CSV.Write DataFrame boolean columns as 0 or 1, not as string: "false" and "true"

When I save a DataFrame with boolean columns, CSV.write them as strings: “false” and “true”, so it increases file sizes.

How to save the boolean columns into 0 and 1.

Thank you in advance.

Would using something like Int8.() before writing the csv work?

1 Like

I try to convert

df[:,:ART]= Int8.(df[:,:ART])

But for some reasons, it doesn’t help =((

I can’t covert bool to int =((

dff=DataFrame(id=[1,2,3],b=[true,false,true])
dff[:,:b]=Int8.(dff[:,:b])
typeof(dff.b)

If you don’t mind changing some internal CSV behaviour in your module, you can use

CSV.writecell(buf,pos,len,io, x::Bool, opts) = CSV.writecell(buf,pos,len,io, x ? "1" : "0",opts)
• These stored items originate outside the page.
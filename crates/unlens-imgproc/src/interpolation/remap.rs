use crate::parallel;

use super::interpolate::interpolate_pixel;
use super::InterpolationMode;
use ndarray::Array2;
use unlens_image::{Image, ImageError};

/// Apply generic geometric transformation to an image.
///
/// # Arguments
///
/// * `src` - The input image container with shape (height, width, C).
/// * `dst` - The output image container with shape (height, width, C).
/// * `map_x` - The x coordinates of the pixels to interpolate.
/// * `map_y` - The y coordinates of the pixels to interpolate.
/// * `interpolation` - The interpolation mode to use.
///
/// # Errors
///
/// * The mapx and mapy must have the same size.
/// * The output image must have the same size as the mapx and mapy.
pub fn remap<const C: usize>(
    src: &Image<f32, C>,
    dst: &mut Image<f32, C>,
    map_x: &Array2<f32>,
    map_y: &Array2<f32>,
    interpolation: InterpolationMode,
) -> Result<(), ImageError> {
    if map_x.dim() != map_y.dim() {
        return Err(ImageError::InvalidImageSize(
            map_x.dim().1,
            map_x.dim().0,
            map_y.dim().1,
            map_y.dim().0,
        ));
    }

    if (dst.rows(), dst.cols()) != map_x.dim() {
        return Err(ImageError::InvalidImageSize(
            map_x.dim().1,
            map_x.dim().0,
            dst.cols(),
            dst.rows(),
        ));
    }

    let map_x_slice = map_x.as_slice().ok_or(ImageError::ImageDataNotContiguous)?;
    let map_y_slice = map_y.as_slice().ok_or(ImageError::ImageDataNotContiguous)?;

    // parallelize the remap operation by rows
    parallel::par_iter_rows_resample(dst, map_x_slice, map_y_slice, |&x, &y, dst_pixel| {
        // interpolate the pixel value
        let pixel = interpolate_pixel(src, x, y, interpolation);
        dst_pixel.copy_from_slice(&pixel);
    });

    Ok(())
}

#[cfg(test)]
mod tests {
    use ndarray::Array2;
    use unlens_image::{Image, ImageError, ImageSize};

    #[test]
    fn remap_smoke() -> Result<(), ImageError> {
        let image = Image::<_, 1>::new(
            ImageSize {
                width: 3,
                height: 3,
            },
            vec![0f32, 1.0, 2.0, 3.0, 4.0, 5.0, 6.0, 7.0, 8.0],
        )?;

        let map_x = Array2::from_shape_vec((2, 2), vec![0.0, 2.0, 0.0, 2.0])?;
        let map_y = Array2::from_shape_vec((2, 2), vec![0.0, 0.0, 2.0, 2.0])?;

        let expected = Image::<_, 1>::new(
            ImageSize {
                width: 2,
                height: 2,
            },
            vec![0.0, 2.0, 6.0, 8.0],
        )?;

        let mut image_transformed = Image::<_, 1>::from_size_val(
            ImageSize {
                width: 2,
                height: 2,
            },
            0.0,
        )?;

        super::remap(
            &image,
            &mut image_transformed,
            &map_x,
            &map_y,
            super::InterpolationMode::Bilinear,
        )?;

        assert_eq!(image_transformed.num_channels(), 1);
        assert_eq!(image_transformed.size().width, 2);
        assert_eq!(image_transformed.size().height, 2);

        for (a, b) in image_transformed
            .as_slice()
            .iter()
            .zip(expected.as_slice().iter())
        {
            assert!((a - b).abs() < 1e-6);
        }

        Ok(())
    }

    #[test]
    fn remap_size_mismatch() -> Result<(), ImageError> {
        let image = Image::<f32, 1>::from_size_val(
            ImageSize {
                width: 3,
                height: 3,
            },
            0.0,
        )?;

        let map_x = Array2::from_shape_vec((2, 2), vec![0.0; 4])?;
        let map_y = Array2::from_shape_vec((2, 2), vec![0.0; 4])?;

        // destination does not match the map shape
        let mut dst = Image::<f32, 1>::from_size_val(
            ImageSize {
                width: 3,
                height: 3,
            },
            0.0,
        )?;

        let res = super::remap(
            &image,
            &mut dst,
            &map_x,
            &map_y,
            super::InterpolationMode::Nearest,
        );
        assert!(matches!(res, Err(ImageError::InvalidImageSize(2, 2, 3, 3))));

        Ok(())
    }
}
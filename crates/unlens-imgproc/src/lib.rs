#![deny(missing_docs)]
#![doc = env!("CARGO_PKG_DESCRIPTION")]

/// camera parameters and distortion models module.
pub mod calibration;

/// utilities for interpolation.
pub mod interpolation;

/// module containing parallization utilities.
pub mod parallel;

/// image and point undistortion module.
pub mod undistort;
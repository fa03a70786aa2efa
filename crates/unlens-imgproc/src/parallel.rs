use rayon::prelude::*;

use unlens_image::Image;

/// Apply a function to each pixel for grid sampling in parallel.
///
/// The maps are flat row-major slices with one coordinate per destination
/// pixel; rows are processed in parallel.
pub fn par_iter_rows_resample<const C: usize>(
    dst: &mut Image<f32, C>,
    map_x: &[f32],
    map_y: &[f32],
    f: impl Fn(&f32, &f32, &mut [f32]) + Send + Sync,
) {
    let cols = dst.cols();
    let dst_slice = dst.as_slice_mut();

    dst_slice
        .par_chunks_exact_mut(C * cols)
        .zip(map_x.par_chunks_exact(cols))
        .zip(map_y.par_chunks_exact(cols))
        .for_each(|((dst_chunk, map_x_chunk), map_y_chunk)| {
            dst_chunk
                .chunks_exact_mut(C)
                .zip(map_x_chunk.iter().zip(map_y_chunk.iter()))
                .for_each(|(dst_pixel, (x, y))| {
                    f(x, y, dst_pixel);
                });
        });
}
use ndarray::Array2;
use unlens_image::ImageError;

/// Create a meshgrid of x and y coordinates from a coordinate function
///
/// # Arguments
///
/// * `cols` - The number of columns indicating the width of the grid
/// * `rows` - The number of rows indicating the height of the grid
/// * `f` - The function mapping a grid position `(x, y)` to its coordinates
///
/// # Returns
///
/// A tuple of 2D arrays of shape (rows, cols) containing the x and y coordinates
pub fn meshgrid_from_fn(
    cols: usize,
    rows: usize,
    f: impl Fn(usize, usize) -> Result<(f32, f32), ImageError>,
) -> Result<(Array2<f32>, Array2<f32>), ImageError> {
    let mut map_x = Vec::with_capacity(rows * cols);
    let mut map_y = Vec::with_capacity(rows * cols);

    for r in 0..rows {
        for c in 0..cols {
            let (x, y) = f(c, r)?;
            map_x.push(x);
            map_y.push(y);
        }
    }

    let map_x = Array2::from_shape_vec((rows, cols), map_x)?;
    let map_y = Array2::from_shape_vec((rows, cols), map_y)?;

    Ok((map_x, map_y))
}

#[cfg(test)]
mod tests {
    use unlens_image::ImageError;

    #[test]
    fn meshgrid_identity() -> Result<(), ImageError> {
        let (map_x, map_y) =
            super::meshgrid_from_fn(3, 2, |x, y| Ok((x as f32, y as f32)))?;

        assert_eq!(map_x.dim(), (2, 3));
        assert_eq!(map_y.dim(), (2, 3));
        assert_eq!(map_x[[0, 2]], 2.0);
        assert_eq!(map_y[[1, 0]], 1.0);

        Ok(())
    }
}
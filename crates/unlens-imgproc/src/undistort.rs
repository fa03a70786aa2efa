use ndarray::{Array1, Array2};

use crate::calibration::distortion::{generate_correction_map, RadialTangentialDistortion};
use crate::interpolation::{remap, InterpolationMode};
use unlens_image::{ops, Image, ImageDtype, ImageError};

/// Errors that can occur during undistortion.
#[derive(thiserror::Error, Debug)]
pub enum UndistortError {
    /// The camera matrix does not have the expected 3x3 shape.
    #[error("Camera matrix must be a 3x3 array, got {0}x{1}")]
    InvalidCameraMatrix(usize, usize),

    /// The input points do not have the expected Nx2 shape.
    #[error("Input points must be an Nx2 array, got {0}x{1}")]
    InvalidPointsShape(usize, usize),

    /// Error to operate on the underlying images.
    #[error("Failed to operate on the image. {0}")]
    Image(#[from] ImageError),
}

// number of fixed-point rounds when inverting the forward distortion model
const INVERSION_ITERATIONS: usize = 5;

fn unpack_camera_matrix(camera_matrix: &Array2<f64>) -> Result<(f64, f64, f64, f64), UndistortError> {
    let shape = camera_matrix.shape();
    if shape != [3, 3] {
        return Err(UndistortError::InvalidCameraMatrix(shape[0], shape[1]));
    }

    Ok((
        camera_matrix[[0, 0]],
        camera_matrix[[1, 1]],
        camera_matrix[[0, 2]],
        camera_matrix[[1, 2]],
    ))
}

/// Compensate an image for lens distortion.
///
/// For every pixel of the output image the forward distortion model locates
/// the corresponding pixel in the distorted input, which is then sampled with
/// bilinear interpolation. The output has the same size as the input.
///
/// # Arguments
///
/// * `src` - The distorted input image.
/// * `dst` - The corrected output image, same size as `src`.
/// * `camera_matrix` - The 3x3 camera matrix.
/// * `dist_coeffs` - The distortion coefficients in `[k1, k2, p1, p2]` layout.
pub fn undistort_image<const C: usize>(
    src: &Image<u8, C>,
    dst: &mut Image<u8, C>,
    camera_matrix: &Array2<f64>,
    dist_coeffs: &Array1<f64>,
) -> Result<(), UndistortError> {
    let (fx, fy, cx, cy) = unpack_camera_matrix(camera_matrix)?;

    if src.size() != dst.size() {
        return Err(UndistortError::Image(ImageError::InvalidImageSize(
            src.width(),
            src.height(),
            dst.width(),
            dst.height(),
        )));
    }

    let distortion = RadialTangentialDistortion::from_coeffs(dist_coeffs);
    let (map_x, map_y) = generate_correction_map(fx, fy, cx, cy, &distortion, &src.size())?;

    let mut src_f32 = Image::<f32, C>::from_size_val(src.size(), 0.0)?;
    ops::cast_and_scale(src, &mut src_f32, 1.0)?;

    let mut dst_f32 = Image::<f32, C>::from_size_val(src.size(), 0.0)?;
    remap(
        &src_f32,
        &mut dst_f32,
        &map_x,
        &map_y,
        InterpolationMode::Bilinear,
    )?;

    dst.as_slice_mut()
        .iter_mut()
        .zip(dst_f32.as_slice().iter())
        .for_each(|(out, &val)| *out = u8::from_f32(val));

    Ok(())
}

/// Compute the ideal pixel coordinates of observed (distorted) points.
///
/// The forward distortion model is inverted with a fixed number of
/// fixed-point iterations; the result is reprojected through the same camera
/// matrix, so distorted pixel coordinates map to ideal pixel coordinates.
///
/// # Arguments
///
/// * `src_points` - The observed points as an Nx2 array of pixel coordinates.
/// * `camera_matrix` - The 3x3 camera matrix.
/// * `dist_coeffs` - The distortion coefficients in `[k1, k2, p1, p2]` layout.
///
/// # Returns
///
/// An Nx2 array with the ideal pixel coordinates of the input points.
pub fn undistort_points(
    src_points: &Array2<f64>,
    camera_matrix: &Array2<f64>,
    dist_coeffs: &Array1<f64>,
) -> Result<Array2<f64>, UndistortError> {
    let shape = src_points.shape();
    if shape[1] != 2 {
        return Err(UndistortError::InvalidPointsShape(shape[0], shape[1]));
    }

    let (fx, fy, cx, cy) = unpack_camera_matrix(camera_matrix)?;
    let distortion = RadialTangentialDistortion::from_coeffs(dist_coeffs);
    let (k1, k2, p1, p2) = (distortion.k1, distortion.k2, distortion.p1, distortion.p2);

    let mut dst_points = Array2::zeros((src_points.nrows(), 2));

    for (src_row, mut dst_row) in src_points
        .rows()
        .into_iter()
        .zip(dst_points.rows_mut().into_iter())
    {
        // normalize the observed coordinates
        let x0 = (src_row[0] - cx) / fx;
        let y0 = (src_row[1] - cy) / fy;

        // iteratively solve for (x, y) such that distort(x, y) ~ (x0, y0)
        let mut x = x0;
        let mut y = y0;
        for _ in 0..INVERSION_ITERATIONS {
            let r2 = x * x + y * y;
            let kr = 1.0 + k1 * r2 + k2 * r2 * r2;

            let d_tan_x = 2.0 * p1 * x * y + p2 * (r2 + 2.0 * x * x);
            let d_tan_y = p1 * (r2 + 2.0 * y * y) + 2.0 * p2 * x * y;

            x = (x0 - d_tan_x) / kr;
            y = (y0 - d_tan_y) / kr;
        }

        // project back to pixel coordinates
        dst_row[0] = fx * x + cx;
        dst_row[1] = fy * y + cy;
    }

    Ok(dst_points)
}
Thank you. It works, even I don’t think it is the best, but I will use it.

If you do dff.b = Int8.(dff.b) instead, I think it will work. The difference must be that this is overwriting the entire column (which changes the type), but you were just overwriting the values with dff[:,:b]=Int8.(dff[:,:b]), which left the type as is.

Anyway, let me know if it works.

yes, you are right

is alternatively written as dff[!, :b] = Int8.(dff.b). Using : instead of ! means that you request an in-place operation while ! indicates that you want to replace the old vector with a new one.

2 Likes